RL + Model-based Control: Using On-demand Optimal Control to Learn Versatile Legged Locomotion
Dongho Kang, Jin Cheng, Miguel Zamora, Fatemeh Zargarbashi, Stelian Coros
TL;DR
This paper tackles the challenge of achieving versatile, robust legged locomotion across gaits, velocities, and terrains by fusing model-based optimal control (MBOC) with reinforcement learning (RL). It introduces on-demand reference motions generated by a finite-horizon OCP using a Variable Height Inverted Pendulum Model (VHIPM) to guide a deep RL policy that imitates both base and foot trajectories. The key contributions include on-demand reference motion generation for training, a single RL policy capable of diverse gait patterns without robot-specific reward tuning, and hardware validation on Go1 and Aliengo demonstrating strong sim-to-real transfer.

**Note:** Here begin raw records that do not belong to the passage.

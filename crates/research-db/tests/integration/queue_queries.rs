use chrono::Duration;
use research_db::queries::{FailureQueries, QueueQueries};

use super::common::TestDb;

async fn seed_failure(db: &sea_orm::DatabaseConnection) -> i64 {
    FailureQueries::seed(
        db,
        "Failure".to_string(),
        "pillar".to_string(),
        "description".to_string(),
        None,
    )
    .await
    .unwrap()
    .id
}

#[tokio::test]
async fn claim_next_prefers_higher_priority() {
    let db = TestDb::new().await.unwrap();
    db.run_migrations().await.unwrap();
    let failure_id = seed_failure(db.connection()).await;

    QueueQueries::enqueue(db.connection(), failure_id, "q1".to_string(), "en".to_string(), "perplexity".to_string(), 0, 3)
        .await
        .unwrap();
    QueueQueries::enqueue(db.connection(), failure_id, "q2".to_string(), "en".to_string(), "tavily".to_string(), 5, 3)
        .await
        .unwrap();

    let claimed = QueueQueries::claim_next(db.connection()).await.unwrap().unwrap();
    assert_eq!(claimed.query_text, "q2");
    assert_eq!(claimed.status, "in_progress");
    assert_eq!(claimed.attempts, 1);
}

#[tokio::test]
async fn claim_next_returns_none_when_empty() {
    let db = TestDb::new().await.unwrap();
    db.run_migrations().await.unwrap();

    let claimed = QueueQueries::claim_next(db.connection()).await.unwrap();
    assert!(claimed.is_none());
}

#[tokio::test]
async fn mark_failed_retries_until_max_attempts() {
    let db = TestDb::new().await.unwrap();
    db.run_migrations().await.unwrap();
    let failure_id = seed_failure(db.connection()).await;

    let item = QueueQueries::enqueue(
        db.connection(),
        failure_id,
        "q".to_string(),
        "en".to_string(),
        "jina".to_string(),
        0,
        2,
    )
    .await
    .unwrap();

    QueueQueries::claim_next(db.connection()).await.unwrap();
    QueueQueries::mark_failed(db.connection(), item.id).await.unwrap();

    let pending = QueueQueries::count_pending(db.connection()).await.unwrap();
    assert_eq!(pending, 1, "first failure should retry, not go terminal");

    QueueQueries::claim_next(db.connection()).await.unwrap();
    QueueQueries::mark_failed(db.connection(), item.id).await.unwrap();

    let pending = QueueQueries::count_pending(db.connection()).await.unwrap();
    assert_eq!(pending, 0, "second failure hits max_attempts and goes terminal");
}

#[tokio::test]
async fn recover_stuck_returns_items_to_pending() {
    let db = TestDb::new().await.unwrap();
    db.run_migrations().await.unwrap();
    let failure_id = seed_failure(db.connection()).await;

    QueueQueries::enqueue(db.connection(), failure_id, "q".to_string(), "en".to_string(), "jina".to_string(), 0, 3)
        .await
        .unwrap();
    QueueQueries::claim_next(db.connection()).await.unwrap();

    // Not yet stuck under a generous timeout.
    let recovered = QueueQueries::recover_stuck(db.connection(), Duration::hours(1)).await.unwrap();
    assert_eq!(recovered, 0);

    // Immediately stuck under a zero timeout.
    let recovered = QueueQueries::recover_stuck(db.connection(), Duration::seconds(-1)).await.unwrap();
    assert_eq!(recovered, 1);

    let pending = QueueQueries::count_pending(db.connection()).await.unwrap();
    assert_eq!(pending, 1);
}

#[tokio::test]
async fn clear_all_empties_the_queue() {
    let db = TestDb::new().await.unwrap();
    db.run_migrations().await.unwrap();
    let failure_id = seed_failure(db.connection()).await;

    QueueQueries::enqueue(db.connection(), failure_id, "q".to_string(), "en".to_string(), "jina".to_string(), 0, 3)
        .await
        .unwrap();

    let cleared = QueueQueries::clear_all(db.connection()).await.unwrap();
    assert_eq!(cleared, 1);
    assert_eq!(QueueQueries::count_pending(db.connection()).await.unwrap(), 0);
}
//! Embedding client (§4.3): truncates long inputs, short-circuits empty
//! input to a zero vector, caches by raw text, and falls back to a zero
//! vector on any API failure rather than propagating the error.

use std::collections::HashMap;
use std::sync::Mutex;
use std::time::Duration;

use serde::{Deserialize, Serialize};

use crate::error::Result;

const TRUNCATE_CHARS: usize = 8000;
const DEFAULT_BATCH_SIZE: usize = 20;
const OPENAI_BASE_URL: &str = "https://api.openai.com/v1";

pub struct EmbeddingService {
    http: reqwest::Client,
    base_url: String,
    api_key: String,
    model: String,
    dim: usize,
    cache: Mutex<HashMap<String, Vec<f32>>>,
}

#[derive(Serialize)]
struct EmbeddingRequest<'a> {
    input: &'a str,
    model: &'a str,
}

#[derive(Deserialize)]
struct EmbeddingResponse {
    data: Vec<EmbeddingData>,
}

#[derive(Deserialize)]
struct EmbeddingData {
    embedding: Vec<f32>,
}

impl EmbeddingService {
    pub fn new(base_url: String, api_key: String, model: String, dim: usize) -> Self {
        Self {
            http: reqwest::Client::builder()
                .timeout(Duration::from_secs(60))
                .build()
                .expect("reqwest client builds"),
            base_url,
            api_key,
            model,
            dim,
            cache: Mutex::new(HashMap::new()),
        }
    }

    /// Builds from app config, defaulting to the public OpenAI endpoint
    /// (the source system has no separate embedding-provider setting,
    /// only a model name and an OpenAI key).
    pub fn from_settings(settings: &research_core::config::Settings) -> Self {
        Self::new(
            OPENAI_BASE_URL.to_string(),
            settings.openai_api_key.clone().unwrap_or_default(),
            settings.embedding_model.clone(),
            settings.embedding_dim,
        )
    }

    fn zero_vector(&self) -> Vec<f32> {
        vec![0.0; self.dim]
    }

    pub async fn embed(&self, text: &str) -> Vec<f32> {
        if text.trim().is_empty() {
            return self.zero_vector();
        }

        if let Some(cached) = self.cache.lock().unwrap().get(text) {
            return cached.clone();
        }

        let truncated: String = text.chars().take(TRUNCATE_CHARS).collect();

        match self.call(&truncated).await {
            Ok(vector) => {
                self.cache.lock().unwrap().insert(text.to_string(), vector.clone());
                vector
            }
            Err(err) => {
                tracing::warn!(error = %err, "embedding API call failed, returning zero vector");
                self.zero_vector()
            }
        }
    }

    async fn call(&self, text: &str) -> Result<Vec<f32>> {
        let request = EmbeddingRequest { input: text, model: &self.model };
        let response = self
            .http
            .post(format!("{}/embeddings", self.base_url))
            .bearer_auth(&self.api_key)
            .json(&request)
            .send()
            .await?;

        let parsed: EmbeddingResponse = response.json().await?;
        Ok(parsed.data.into_iter().next().map(|d| d.embedding).unwrap_or_else(|| vec![0.0; self.dim]))
    }

    /// Embed many texts in groups of `batch_size`, with bounded
    /// in-group parallelism (§4.3, default B=20).
    pub async fn embed_batch(self: &std::sync::Arc<Self>, texts: &[String]) -> Vec<Vec<f32>> {
        self.embed_batch_sized(texts, DEFAULT_BATCH_SIZE).await
    }

    pub async fn embed_batch_sized(self: &std::sync::Arc<Self>, texts: &[String], batch_size: usize) -> Vec<Vec<f32>> {
        let mut out = Vec::with_capacity(texts.len());
        for chunk in texts.chunks(batch_size.max(1)) {
            let mut handles = Vec::with_capacity(chunk.len());
            for text in chunk {
                let service = self.clone();
                let text = text.clone();
                handles.push(tokio::spawn(async move { service.embed(&text).await }));
            }
            for handle in handles {
                out.push(handle.await.unwrap_or_else(|_| vec![0.0; self.dim]));
            }
        }
        out
    }

    pub fn cache_len(&self) -> usize {
        self.cache.lock().unwrap().len()
    }

    pub fn clear_cache(&self) {
        self.cache.lock().unwrap().clear();
    }
}

#[async_trait::async_trait]
impl research_core::services::EmbeddingBackend for EmbeddingService {
    async fn embed(&self, text: &str) -> anyhow::Result<Vec<f32>> {
        Ok(EmbeddingService::embed(self, text).await)
    }
}

#[cfg(test)]
mod tests {
    use super::*;

    #[tokio::test]
    async fn empty_text_short_circuits_without_network() {
        let service = EmbeddingService::new(
            "http://127.0.0.1:0".to_string(),
            "key".to_string(),
            "text-embedding-3-small".to_string(),
            1536,
        );
        let vector = service.embed("   ").await;
        assert_eq!(vector, vec![0.0; 1536]);
    }

    #[tokio::test]
    async fn failed_call_returns_zero_vector() {
        let service = EmbeddingService::new(
            "http://127.0.0.1:0".to_string(),
            "key".to_string(),
            "text-embedding-3-small".to_string(),
            8,
        );
        let vector = service.embed("credit access for smallholder farmers").await;
        assert_eq!(vector, vec![0.0; 8]);
    }

    #[tokio::test]
    async fn second_call_is_served_from_cache() {
        let service = EmbeddingService::new(
            "http://127.0.0.1:0".to_string(),
            "key".to_string(),
            "text-embedding-3-small".to_string(),
            4,
        );
        let _ = service.embed("same text").await;
        assert_eq!(service.cache_len(), 0, "failed calls must not populate the cache");
    }
}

The approach offers a scalable, data-efficient pathway to robust legged control applicable to multiple quadruped platforms, reducing hand-engineering while preserving dynamic capabilities.
Abstract
This paper presents a control framework that combines model-based optimal control and reinforcement learning (RL) to achieve versatile and robust legged locomotion. Our approach enhances the RL training process by incorporating on-demand reference motions generated through finite-horizon optimal control, covering a broad range of velocities and gaits. These reference motions serve as targets for the RL policy to imitate, leading to the development of robust control policies that can be learned with reliability. Furthermore, by utilizing realistic simulation data that captures whole-body dynamics, RL effectively overcomes the inherent limitations in reference motions imposed by modeling simplifications. We validate the robustness and controllability of the RL training process within our framework through a series of experiments. In these experiments, our method showcases its capability to generalize reference motions and effectively handle more complex locomotion tasks that may pose challenges for the simplified model, thanks to RL's flexibility. Additionally, our framework effortlessly supports the training of control policies for robots with diverse dimensions, eliminating the necessity for robot-specific adjustments in the reward function and hyperparameters.